Segment Open
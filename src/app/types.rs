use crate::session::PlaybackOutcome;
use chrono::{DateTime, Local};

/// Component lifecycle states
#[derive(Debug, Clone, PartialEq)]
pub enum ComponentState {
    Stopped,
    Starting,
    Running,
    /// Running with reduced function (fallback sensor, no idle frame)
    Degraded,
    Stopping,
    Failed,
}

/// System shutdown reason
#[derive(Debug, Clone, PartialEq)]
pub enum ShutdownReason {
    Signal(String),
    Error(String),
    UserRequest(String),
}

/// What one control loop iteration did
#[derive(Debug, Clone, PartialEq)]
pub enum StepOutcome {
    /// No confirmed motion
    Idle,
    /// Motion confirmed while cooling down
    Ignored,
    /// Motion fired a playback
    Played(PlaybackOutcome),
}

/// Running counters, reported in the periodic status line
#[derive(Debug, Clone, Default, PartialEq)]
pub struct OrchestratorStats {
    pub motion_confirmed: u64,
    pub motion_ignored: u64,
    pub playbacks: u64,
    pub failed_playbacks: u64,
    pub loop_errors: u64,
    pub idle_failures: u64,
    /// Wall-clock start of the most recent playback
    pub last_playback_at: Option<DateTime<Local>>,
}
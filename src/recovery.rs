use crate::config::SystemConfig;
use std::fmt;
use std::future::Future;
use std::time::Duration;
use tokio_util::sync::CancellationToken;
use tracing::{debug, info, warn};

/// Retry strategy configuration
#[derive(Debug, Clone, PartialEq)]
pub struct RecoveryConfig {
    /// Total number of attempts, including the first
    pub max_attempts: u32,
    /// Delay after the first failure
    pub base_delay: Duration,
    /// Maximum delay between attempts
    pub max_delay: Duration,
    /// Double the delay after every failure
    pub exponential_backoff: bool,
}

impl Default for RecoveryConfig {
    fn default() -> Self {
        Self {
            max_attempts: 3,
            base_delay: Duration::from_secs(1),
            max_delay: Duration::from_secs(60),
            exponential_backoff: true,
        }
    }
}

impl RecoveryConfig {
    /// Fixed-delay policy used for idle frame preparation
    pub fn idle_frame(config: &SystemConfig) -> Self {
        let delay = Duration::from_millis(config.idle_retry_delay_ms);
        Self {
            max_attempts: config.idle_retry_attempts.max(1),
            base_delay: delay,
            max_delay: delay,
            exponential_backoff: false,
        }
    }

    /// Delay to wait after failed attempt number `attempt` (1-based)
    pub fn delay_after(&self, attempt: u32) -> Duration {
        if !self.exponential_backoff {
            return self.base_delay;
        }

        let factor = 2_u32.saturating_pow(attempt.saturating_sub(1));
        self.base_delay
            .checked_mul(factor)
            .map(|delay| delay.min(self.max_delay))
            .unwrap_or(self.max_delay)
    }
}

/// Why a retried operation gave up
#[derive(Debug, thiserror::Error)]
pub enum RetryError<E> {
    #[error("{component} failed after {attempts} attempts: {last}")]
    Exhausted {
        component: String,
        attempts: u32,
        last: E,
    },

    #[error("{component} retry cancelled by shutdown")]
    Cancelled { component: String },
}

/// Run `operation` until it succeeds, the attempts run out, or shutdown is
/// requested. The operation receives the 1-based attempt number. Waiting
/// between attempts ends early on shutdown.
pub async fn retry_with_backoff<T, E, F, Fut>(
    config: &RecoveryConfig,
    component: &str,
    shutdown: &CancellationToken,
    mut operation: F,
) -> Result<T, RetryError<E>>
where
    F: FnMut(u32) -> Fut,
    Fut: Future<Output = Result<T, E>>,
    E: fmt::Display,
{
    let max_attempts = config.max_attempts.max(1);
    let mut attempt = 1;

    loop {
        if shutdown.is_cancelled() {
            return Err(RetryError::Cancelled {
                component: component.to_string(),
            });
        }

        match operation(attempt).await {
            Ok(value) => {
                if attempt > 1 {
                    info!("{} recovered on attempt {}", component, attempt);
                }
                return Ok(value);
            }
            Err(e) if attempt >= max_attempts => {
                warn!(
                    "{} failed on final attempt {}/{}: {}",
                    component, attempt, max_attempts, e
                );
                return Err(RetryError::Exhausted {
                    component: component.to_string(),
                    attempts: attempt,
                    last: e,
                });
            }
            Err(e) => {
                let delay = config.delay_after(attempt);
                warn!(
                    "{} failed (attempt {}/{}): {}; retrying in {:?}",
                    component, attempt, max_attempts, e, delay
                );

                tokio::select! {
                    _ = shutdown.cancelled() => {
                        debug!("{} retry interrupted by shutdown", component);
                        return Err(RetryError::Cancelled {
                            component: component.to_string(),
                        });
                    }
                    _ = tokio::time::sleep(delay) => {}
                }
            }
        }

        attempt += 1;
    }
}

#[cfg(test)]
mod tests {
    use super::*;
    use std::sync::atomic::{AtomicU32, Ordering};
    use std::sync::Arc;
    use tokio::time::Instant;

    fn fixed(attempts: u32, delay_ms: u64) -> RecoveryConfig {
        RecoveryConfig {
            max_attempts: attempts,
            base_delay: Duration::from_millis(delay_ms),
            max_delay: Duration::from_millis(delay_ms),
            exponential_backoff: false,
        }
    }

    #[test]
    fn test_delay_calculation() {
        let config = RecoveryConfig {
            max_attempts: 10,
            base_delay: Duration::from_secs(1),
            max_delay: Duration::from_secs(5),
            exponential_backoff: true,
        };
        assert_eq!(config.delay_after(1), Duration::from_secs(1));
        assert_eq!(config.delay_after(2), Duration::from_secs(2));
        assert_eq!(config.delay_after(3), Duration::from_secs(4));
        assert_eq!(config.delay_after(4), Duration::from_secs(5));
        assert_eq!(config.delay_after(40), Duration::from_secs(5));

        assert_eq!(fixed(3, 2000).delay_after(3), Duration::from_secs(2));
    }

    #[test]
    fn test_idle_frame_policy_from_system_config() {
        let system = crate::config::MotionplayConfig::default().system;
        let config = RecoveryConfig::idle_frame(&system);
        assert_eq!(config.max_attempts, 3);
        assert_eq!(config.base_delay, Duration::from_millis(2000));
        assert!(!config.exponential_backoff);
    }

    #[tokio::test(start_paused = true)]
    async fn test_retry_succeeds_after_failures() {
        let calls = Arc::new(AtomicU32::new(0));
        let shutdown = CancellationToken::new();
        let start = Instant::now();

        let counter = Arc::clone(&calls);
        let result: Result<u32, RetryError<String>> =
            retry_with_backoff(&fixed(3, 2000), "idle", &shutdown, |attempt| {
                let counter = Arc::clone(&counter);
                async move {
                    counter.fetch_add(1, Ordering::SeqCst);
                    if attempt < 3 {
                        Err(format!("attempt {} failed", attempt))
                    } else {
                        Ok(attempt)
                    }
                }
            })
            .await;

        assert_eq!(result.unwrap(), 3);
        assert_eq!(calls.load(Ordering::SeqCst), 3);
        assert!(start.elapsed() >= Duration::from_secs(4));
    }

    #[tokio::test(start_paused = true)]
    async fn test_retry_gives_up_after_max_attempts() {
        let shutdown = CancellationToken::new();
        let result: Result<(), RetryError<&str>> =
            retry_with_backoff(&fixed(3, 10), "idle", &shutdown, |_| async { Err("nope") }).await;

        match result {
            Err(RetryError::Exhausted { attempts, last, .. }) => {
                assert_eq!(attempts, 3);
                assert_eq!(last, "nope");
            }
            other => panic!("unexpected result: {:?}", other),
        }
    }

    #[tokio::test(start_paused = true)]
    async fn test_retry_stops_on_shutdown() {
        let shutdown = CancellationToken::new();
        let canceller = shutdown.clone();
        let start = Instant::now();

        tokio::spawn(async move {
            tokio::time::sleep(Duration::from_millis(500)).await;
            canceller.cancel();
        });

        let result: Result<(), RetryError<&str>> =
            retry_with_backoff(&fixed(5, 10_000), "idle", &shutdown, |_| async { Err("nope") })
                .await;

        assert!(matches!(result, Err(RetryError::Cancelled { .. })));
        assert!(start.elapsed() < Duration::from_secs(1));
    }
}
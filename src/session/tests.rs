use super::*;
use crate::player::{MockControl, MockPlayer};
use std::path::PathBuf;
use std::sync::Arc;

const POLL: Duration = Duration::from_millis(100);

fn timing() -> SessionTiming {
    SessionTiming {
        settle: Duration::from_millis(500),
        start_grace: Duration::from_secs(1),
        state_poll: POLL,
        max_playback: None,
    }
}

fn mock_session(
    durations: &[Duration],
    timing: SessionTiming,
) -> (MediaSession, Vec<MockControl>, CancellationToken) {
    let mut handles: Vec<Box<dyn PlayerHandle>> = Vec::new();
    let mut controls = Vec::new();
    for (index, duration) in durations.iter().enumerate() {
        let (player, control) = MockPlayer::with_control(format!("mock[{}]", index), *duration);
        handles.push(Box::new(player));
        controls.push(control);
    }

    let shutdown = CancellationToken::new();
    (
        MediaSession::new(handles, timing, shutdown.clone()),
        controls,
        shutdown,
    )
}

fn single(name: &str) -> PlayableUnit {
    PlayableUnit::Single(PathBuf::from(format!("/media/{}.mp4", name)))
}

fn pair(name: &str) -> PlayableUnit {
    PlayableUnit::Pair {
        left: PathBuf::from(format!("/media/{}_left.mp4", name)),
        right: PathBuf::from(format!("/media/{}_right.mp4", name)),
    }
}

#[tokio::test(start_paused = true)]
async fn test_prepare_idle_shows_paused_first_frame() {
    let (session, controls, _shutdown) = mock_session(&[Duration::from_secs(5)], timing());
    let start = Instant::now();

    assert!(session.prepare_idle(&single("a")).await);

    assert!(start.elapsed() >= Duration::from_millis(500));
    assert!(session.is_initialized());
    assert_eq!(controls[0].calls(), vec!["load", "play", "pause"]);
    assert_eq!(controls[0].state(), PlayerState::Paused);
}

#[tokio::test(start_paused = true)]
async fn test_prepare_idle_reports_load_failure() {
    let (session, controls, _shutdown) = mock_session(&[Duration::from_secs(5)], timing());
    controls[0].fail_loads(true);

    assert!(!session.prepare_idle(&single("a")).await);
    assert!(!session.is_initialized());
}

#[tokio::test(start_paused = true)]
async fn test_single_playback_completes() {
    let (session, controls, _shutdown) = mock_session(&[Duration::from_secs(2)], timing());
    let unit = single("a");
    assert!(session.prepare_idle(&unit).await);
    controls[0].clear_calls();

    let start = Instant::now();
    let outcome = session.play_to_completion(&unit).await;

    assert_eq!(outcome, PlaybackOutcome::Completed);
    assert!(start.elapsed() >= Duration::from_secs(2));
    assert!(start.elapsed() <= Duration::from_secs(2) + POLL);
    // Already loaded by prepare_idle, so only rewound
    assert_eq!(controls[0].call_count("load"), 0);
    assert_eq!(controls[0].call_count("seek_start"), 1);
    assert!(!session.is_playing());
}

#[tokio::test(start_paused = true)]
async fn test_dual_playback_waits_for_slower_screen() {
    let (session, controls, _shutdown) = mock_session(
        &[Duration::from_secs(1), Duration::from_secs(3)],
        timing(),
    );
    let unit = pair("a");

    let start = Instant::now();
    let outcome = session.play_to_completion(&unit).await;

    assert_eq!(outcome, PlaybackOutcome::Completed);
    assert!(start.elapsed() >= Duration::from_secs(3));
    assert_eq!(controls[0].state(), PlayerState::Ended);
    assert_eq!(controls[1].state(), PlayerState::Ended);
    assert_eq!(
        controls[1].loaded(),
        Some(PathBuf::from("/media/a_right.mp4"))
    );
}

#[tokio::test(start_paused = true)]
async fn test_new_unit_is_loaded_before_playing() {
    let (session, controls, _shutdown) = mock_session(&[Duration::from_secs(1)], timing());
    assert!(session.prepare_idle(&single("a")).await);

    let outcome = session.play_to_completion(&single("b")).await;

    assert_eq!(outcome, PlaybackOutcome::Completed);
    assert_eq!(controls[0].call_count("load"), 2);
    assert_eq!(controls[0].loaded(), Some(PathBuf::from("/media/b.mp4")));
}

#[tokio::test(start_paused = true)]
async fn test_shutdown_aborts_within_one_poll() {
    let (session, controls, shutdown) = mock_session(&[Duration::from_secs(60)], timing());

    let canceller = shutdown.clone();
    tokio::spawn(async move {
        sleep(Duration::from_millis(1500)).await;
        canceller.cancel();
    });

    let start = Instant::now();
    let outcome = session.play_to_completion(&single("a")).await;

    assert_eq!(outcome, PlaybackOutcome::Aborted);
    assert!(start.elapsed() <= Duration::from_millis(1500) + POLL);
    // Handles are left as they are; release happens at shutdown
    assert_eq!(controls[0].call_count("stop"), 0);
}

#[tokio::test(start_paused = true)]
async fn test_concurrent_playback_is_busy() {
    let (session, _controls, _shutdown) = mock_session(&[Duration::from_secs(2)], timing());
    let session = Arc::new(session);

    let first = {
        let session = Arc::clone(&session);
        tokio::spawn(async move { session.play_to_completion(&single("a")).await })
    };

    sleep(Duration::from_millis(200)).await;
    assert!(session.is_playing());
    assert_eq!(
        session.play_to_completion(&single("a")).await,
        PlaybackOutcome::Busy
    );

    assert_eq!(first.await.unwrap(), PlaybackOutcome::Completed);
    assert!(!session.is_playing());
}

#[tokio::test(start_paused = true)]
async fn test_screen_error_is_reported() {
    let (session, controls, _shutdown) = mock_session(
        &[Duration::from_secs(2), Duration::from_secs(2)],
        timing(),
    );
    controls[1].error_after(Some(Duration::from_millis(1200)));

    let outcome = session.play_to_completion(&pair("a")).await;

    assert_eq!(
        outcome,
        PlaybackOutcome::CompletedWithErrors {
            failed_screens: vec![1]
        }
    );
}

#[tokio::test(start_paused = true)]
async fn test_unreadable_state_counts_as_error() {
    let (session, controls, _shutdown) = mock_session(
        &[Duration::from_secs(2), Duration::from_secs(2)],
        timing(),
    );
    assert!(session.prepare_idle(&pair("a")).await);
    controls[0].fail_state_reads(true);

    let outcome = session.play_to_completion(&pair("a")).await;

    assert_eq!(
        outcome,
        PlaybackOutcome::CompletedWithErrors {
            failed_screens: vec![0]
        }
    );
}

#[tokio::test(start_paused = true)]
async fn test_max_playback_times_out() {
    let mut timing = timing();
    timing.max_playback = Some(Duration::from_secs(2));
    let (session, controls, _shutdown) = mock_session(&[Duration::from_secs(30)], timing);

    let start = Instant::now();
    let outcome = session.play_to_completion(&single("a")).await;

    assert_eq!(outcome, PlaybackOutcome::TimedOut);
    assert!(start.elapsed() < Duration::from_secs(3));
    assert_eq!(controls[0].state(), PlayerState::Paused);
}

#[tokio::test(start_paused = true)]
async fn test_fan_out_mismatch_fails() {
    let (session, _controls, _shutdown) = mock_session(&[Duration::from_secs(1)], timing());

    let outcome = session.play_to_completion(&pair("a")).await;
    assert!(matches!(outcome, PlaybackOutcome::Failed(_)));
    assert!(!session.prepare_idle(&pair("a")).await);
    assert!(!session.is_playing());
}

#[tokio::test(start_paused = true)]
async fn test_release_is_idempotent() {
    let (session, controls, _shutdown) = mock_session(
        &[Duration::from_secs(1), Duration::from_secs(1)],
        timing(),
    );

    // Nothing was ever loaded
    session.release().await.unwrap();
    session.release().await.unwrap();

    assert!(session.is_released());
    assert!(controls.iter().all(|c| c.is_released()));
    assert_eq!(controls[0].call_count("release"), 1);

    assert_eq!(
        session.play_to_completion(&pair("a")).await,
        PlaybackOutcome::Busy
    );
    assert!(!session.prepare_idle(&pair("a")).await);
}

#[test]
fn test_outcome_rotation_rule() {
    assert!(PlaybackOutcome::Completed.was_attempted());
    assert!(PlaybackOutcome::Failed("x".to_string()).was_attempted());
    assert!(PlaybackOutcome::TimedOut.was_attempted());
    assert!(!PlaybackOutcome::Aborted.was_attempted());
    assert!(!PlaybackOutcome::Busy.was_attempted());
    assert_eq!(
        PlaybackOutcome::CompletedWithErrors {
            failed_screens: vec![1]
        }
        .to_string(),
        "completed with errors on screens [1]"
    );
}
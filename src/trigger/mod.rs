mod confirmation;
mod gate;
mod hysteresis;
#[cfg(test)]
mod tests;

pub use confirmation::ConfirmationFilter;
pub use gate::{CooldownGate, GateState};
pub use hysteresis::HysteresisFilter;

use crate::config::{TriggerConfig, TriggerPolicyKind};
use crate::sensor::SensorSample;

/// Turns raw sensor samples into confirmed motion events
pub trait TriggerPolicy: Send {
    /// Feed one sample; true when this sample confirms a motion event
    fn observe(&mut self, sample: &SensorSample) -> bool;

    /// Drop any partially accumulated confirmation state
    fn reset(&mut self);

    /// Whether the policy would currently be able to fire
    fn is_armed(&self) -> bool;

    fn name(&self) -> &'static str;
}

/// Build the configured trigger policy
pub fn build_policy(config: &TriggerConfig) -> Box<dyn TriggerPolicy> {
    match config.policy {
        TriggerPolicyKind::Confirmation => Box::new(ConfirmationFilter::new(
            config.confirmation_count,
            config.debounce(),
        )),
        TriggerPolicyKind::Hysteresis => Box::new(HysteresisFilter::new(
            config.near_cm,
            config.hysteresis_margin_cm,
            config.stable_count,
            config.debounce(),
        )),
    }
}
Segment Closed
- _Exercise objective_:
Wherever "MockPlayer" occurs in the entries above, copy the line it sits on.

- _Exercise answer_:
use crate::player::{MockControl, MockPlayer};
        let (player, control) = MockPlayer::with_control(format!("mock[{}]", index), *duration);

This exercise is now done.